Hamilton Spectator - August 30, 2001, p.A5
by Deborah Churchill

Hamilton housing advocates fear a rent increase of 3.9 per cent - the highest in almost a decade - will hurt the city's most vulnerable citizens.

Peter Hutton, of Dundurn Community Legal Services, denounced the hike as "terrible news" for tenants who are already struggling with rapidly rising rents and a lack of affordable housing.

"A lot more people are going to be facing eviction and very difficult choices," said Hutton, a community legal worker. "This is going to force more people into substandard housing or leave them homeless."

Under the Ministry of Municipal Affairs and Housing's 2002 rent increase guideline, landlords will be able to raise rents by 3.9 per cent starting January 1. That's up from 2.9 per cent this year.

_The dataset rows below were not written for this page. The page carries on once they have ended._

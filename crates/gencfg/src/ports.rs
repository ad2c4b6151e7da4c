/*
 * ports.rs
 * Copyright (c) 2025 Posit, PBC
 */

//! Hand out local TCP ports that no other caller has received.

use crate::{Error, Result};
use once_cell::sync::Lazy;
use std::collections::HashSet;
use std::io;
use std::net::{Ipv4Addr, TcpListener};
use std::sync::{Arc, Mutex, PoisonError};
use tracing::trace;

/// Attempts before giving up, one per value of the 16-bit port space.
pub const MAX_ATTEMPTS: u32 = 1 << 16;

static GLOBAL: Lazy<Arc<PortAllocator>> = Lazy::new(|| Arc::new(PortAllocator::new()));

/// Registry of ports already handed out.
///
/// The operating system picks a free ephemeral port; the registry makes sure
/// that port is not given to a second caller before the first one binds it.
/// Ports are never released.
#[derive(Debug, Default)]
pub struct PortAllocator {
    reserved: Mutex<HashSet<u16>>,
}

impl PortAllocator {
    pub fn new() -> Self {
        Self::default()
    }

    /// The process-wide allocator used when options do not inject one.
    pub fn global() -> Arc<PortAllocator> {
        Arc::clone(&GLOBAL)
    }

    /// Reserve a currently free port on `127.0.0.1`.
    ///
    /// # Errors
    ///
    /// [`Error::Io`] if binding fails, [`Error::PortExhausted`] if every
    /// attempt returned a port that was already reserved.
    pub fn free_local_port(&self) -> Result<u16> {
        self.allocate(MAX_ATTEMPTS, probe_local_port)
    }

    /// Whether `port` has been handed out by this allocator.
    pub fn is_reserved(&self, port: u16) -> bool {
        self.lock().contains(&port)
    }

    fn allocate(&self, attempts: u32, mut probe: impl FnMut() -> io::Result<u16>) -> Result<u16> {
        for _ in 0..attempts {
            let port = probe()?;
            if self.reserve(port) {
                trace!(port, "reserved local port");
                return Ok(port);
            }
            trace!(port, "port already reserved, retrying");
        }
        Err(Error::PortExhausted { attempts })
    }

    fn reserve(&self, port: u16) -> bool {
        self.lock().insert(port)
    }

    fn lock(&self) -> std::sync::MutexGuard<'_, HashSet<u16>> {
        self.reserved.lock().unwrap_or_else(PoisonError::into_inner)
    }
}

/// Bind an ephemeral port and release it immediately.
fn probe_local_port() -> io::Result<u16> {
    let listener = TcpListener::bind((Ipv4Addr::LOCALHOST, 0))?;
    Ok(listener.local_addr()?.port())
}
//! Error types for YAML parsing.

use thiserror::Error;

/// Result type alias for gencfg-yaml operations.
pub type Result<T> = std::result::Result<T, Error>;

/// Errors that can occur while reading a YAML document.
#[derive(Debug, Clone, PartialEq, Eq, Error)]
pub enum Error {
    /// YAML syntax error
    #[error("YAML parse error at line {line}, column {col}: {message}")]
    Parse {
        message: String,
        /// 1-based line of the offending character
        line: usize,
        /// 1-based column of the offending character
        col: usize,
    },

    /// Input bytes are not UTF-8
    #[error("YAML input is not valid UTF-8: {0}")]
    Encoding(#[from] std::str::Utf8Error),
}

impl From<yaml_rust2::ScanError> for Error {
    fn from(err: yaml_rust2::ScanError) -> Self {
        let marker = err.marker();
        Error::Parse {
            message: err.info().to_string(),
            line: marker.line(),
            col: marker.col() + 1,
        }
    }
}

The provincial guideline, announced in a government publication Saturday, refers to the amount a landlord can annualy boost the rent for a sitting tenants without making an application to the Ontario Rental Housing Tribunal.

It is calculated using a formula that takes into account the costs of running an apartment building, including maintenance, hydro, heating and taxes, averaged over three years.

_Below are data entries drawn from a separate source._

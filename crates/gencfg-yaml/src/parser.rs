//! YAML parser that builds [`Document`] trees from `yaml-rust2` events.

use crate::node::{Document, Kind, Node, NodeId, Style, Tag};
use crate::resolve::resolve_plain;
use crate::Result;
use yaml_rust2::parser::{Event, MarkedEventReceiver, Parser};
use yaml_rust2::scanner::{Marker, Scanner, TScalarStyle, TokenType};

/// Parse YAML from a string, producing a [`Document`].
///
/// Only the first document of a multi-document stream is read. A stream
/// without any document produces an empty [`Document`].
///
/// # Example
///
/// ```rust
/// use gencfg_yaml::{parse, Style, Tag};
///
/// let doc = parse("ports: [80, 443]").unwrap();
/// let ports = doc.get(doc.content().unwrap(), "ports").unwrap();
/// assert_eq!(doc.node(ports).tag, Tag::Seq);
/// assert_eq!(doc.node(ports).style, Style::Flow);
/// ```
///
/// # Errors
///
/// Returns [`Error::Parse`](crate::Error::Parse) if the YAML is malformed.
pub fn parse(content: &str) -> Result<Document> {
    let mut parser = Parser::new_from_str(content);
    let mut builder = DocumentBuilder::new(content);

    parser.load(&mut builder, false)?; // false = single document only

    Ok(builder.finish())
}

/// Parse YAML from raw bytes, which must be UTF-8.
///
/// # Errors
///
/// Returns [`Error::Encoding`](crate::Error::Encoding) for invalid UTF-8 and
/// [`Error::Parse`](crate::Error::Parse) for malformed YAML.
pub fn parse_bytes(content: &[u8]) -> Result<Document> {
    parse(std::str::from_utf8(content)?)
}

/// Collect anchor names in order of appearance.
///
/// The event API only reports numeric anchor ids, handed out sequentially
/// starting at 1 in the order anchors appear in the token stream. Scanning
/// the same text once more recovers the names the author wrote.
fn anchor_names(content: &str) -> Vec<String> {
    Scanner::new(content.chars())
        .filter_map(|token| match token.1 {
            TokenType::Anchor(name) => Some(name),
            _ => None,
        })
        .collect()
}

/// Builder that implements `MarkedEventReceiver` to construct a [`Document`].
struct DocumentBuilder {
    /// Source characters; markers index characters, not bytes
    source: Vec<char>,

    anchors: Vec<String>,

    doc: Document,

    /// Open collections and the document wrapper
    stack: Vec<NodeId>,
}

impl DocumentBuilder {
    fn new(content: &str) -> Self {
        Self {
            source: content.chars().collect(),
            anchors: anchor_names(content),
            doc: Document::new(),
            stack: Vec::new(),
        }
    }

    fn finish(self) -> Document {
        self.doc
    }

    fn anchor(&self, id: usize) -> Option<String> {
        if id == 0 {
            return None;
        }
        Some(
            self.anchors
                .get(id - 1)
                .cloned()
                .unwrap_or_else(|| format!("anchor{}", id)),
        )
    }

    /// Flow collections start with their opening bracket; block ones
    /// start at their first key or entry indicator.
    fn collection_style(&self, marker: &Marker, open: char) -> Style {
        match self.source.get(marker.index()) {
            Some(&c) if c == open => Style::Flow,
            _ => Style::Unset,
        }
    }

    fn attach(&mut self, node: Node) -> NodeId {
        let id = self.doc.push(node);
        if let Some(&parent) = self.stack.last() {
            self.doc.node_mut(parent).children.push(id);
        }
        id
    }
}

fn scalar_style(style: TScalarStyle) -> Style {
    match style {
        TScalarStyle::Plain => Style::Unset,
        TScalarStyle::SingleQuoted => Style::SingleQuoted,
        TScalarStyle::DoubleQuoted => Style::DoubleQuoted,
        TScalarStyle::Literal => Style::Literal,
        TScalarStyle::Folded => Style::Folded,
    }
}

impl MarkedEventReceiver for DocumentBuilder {
    fn on_event(&mut self, ev: Event, marker: Marker) {
        match ev {
            Event::Nothing | Event::StreamStart | Event::StreamEnd => {}

            Event::DocumentStart => {
                let root = self.attach(Node::collection(Kind::Document, Tag::None));
                self.doc.set_root(root);
                self.stack.push(root);
            }

            Event::DocumentEnd
            | Event::SequenceEnd
            | Event::MappingEnd => {
                self.stack.pop();
            }

            Event::Scalar(value, style, anchor_id, tag) => {
                let style = scalar_style(style);
                let tag = match tag {
                    Some(tag) => Tag::from_parts(&tag.handle, &tag.suffix),
                    None if style == Style::Unset => resolve_plain(&value),
                    None => Tag::Str,
                };
                let node = Node::scalar(tag, value)
                    .with_style(style)
                    .with_anchor(self.anchor(anchor_id));
                self.attach(node);
            }

            Event::SequenceStart(anchor_id, tag) => {
                let tag = tag.map_or(Tag::Seq, |tag| Tag::from_parts(&tag.handle, &tag.suffix));
                let node = Node::collection(Kind::Sequence, tag)
                    .with_style(self.collection_style(&marker, '['))
                    .with_anchor(self.anchor(anchor_id));
                let id = self.attach(node);
                self.stack.push(id);
            }

            Event::MappingStart(anchor_id, tag) => {
                let tag = tag.map_or(Tag::Map, |tag| Tag::from_parts(&tag.handle, &tag.suffix));
                let node = Node::collection(Kind::Mapping, tag)
                    .with_style(self.collection_style(&marker, '{'))
                    .with_anchor(self.anchor(anchor_id));
                let id = self.attach(node);
                self.stack.push(id);
            }

            Event::Alias(anchor_id) => {
                let mut node = Node::collection(Kind::Alias, Tag::None);
                node.value = self.anchor(anchor_id).unwrap_or_default();
                self.attach(node);
            }
        }
    }
}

Advocates on either side of the issue have already begun exchanging barbs.

Some, like Hutton, say the increase puts money into the pockets of landlords at the expense of tenants. He said the guideline gives landlords a right to raise the rent, but does nothing to ensure the cash is put into the property.

Property owners tell a different story.

John Bruno, executive director of the Hamilton and District Apartment Association, says the latest hike falls far short of the amount actually needed to make up for cost increases experienced by the rental housing industry.

He said he 3.9 per cent hike does little to help landlords - many of whom saw their heating bills double over the past year - recover their losses. {typist's comment: This statement is blatantly false as under the Tenant Protection Act, landlords can apply for rent increases on top of the guideline amount, and for utility and tax increases there is no maximum and it is on top of the guideline that already includes utility cost increases.}

Bruno thinks most people understand the plight of property owners and will be able to absorb the increase.

For those who can't, he said, there are places they can turn. "People who are struggling should go into social or subsidized housing. There are locations for people to go who cannot pay their rent."

That's not necessarily true, warns Ward 2 Councillor Andrea Horwath.

She said the rent hike comes at a time when most major cities in the province, including Hamilton, are experiencing a housing crisis. The increase "makes a very bad situation much worse," she said.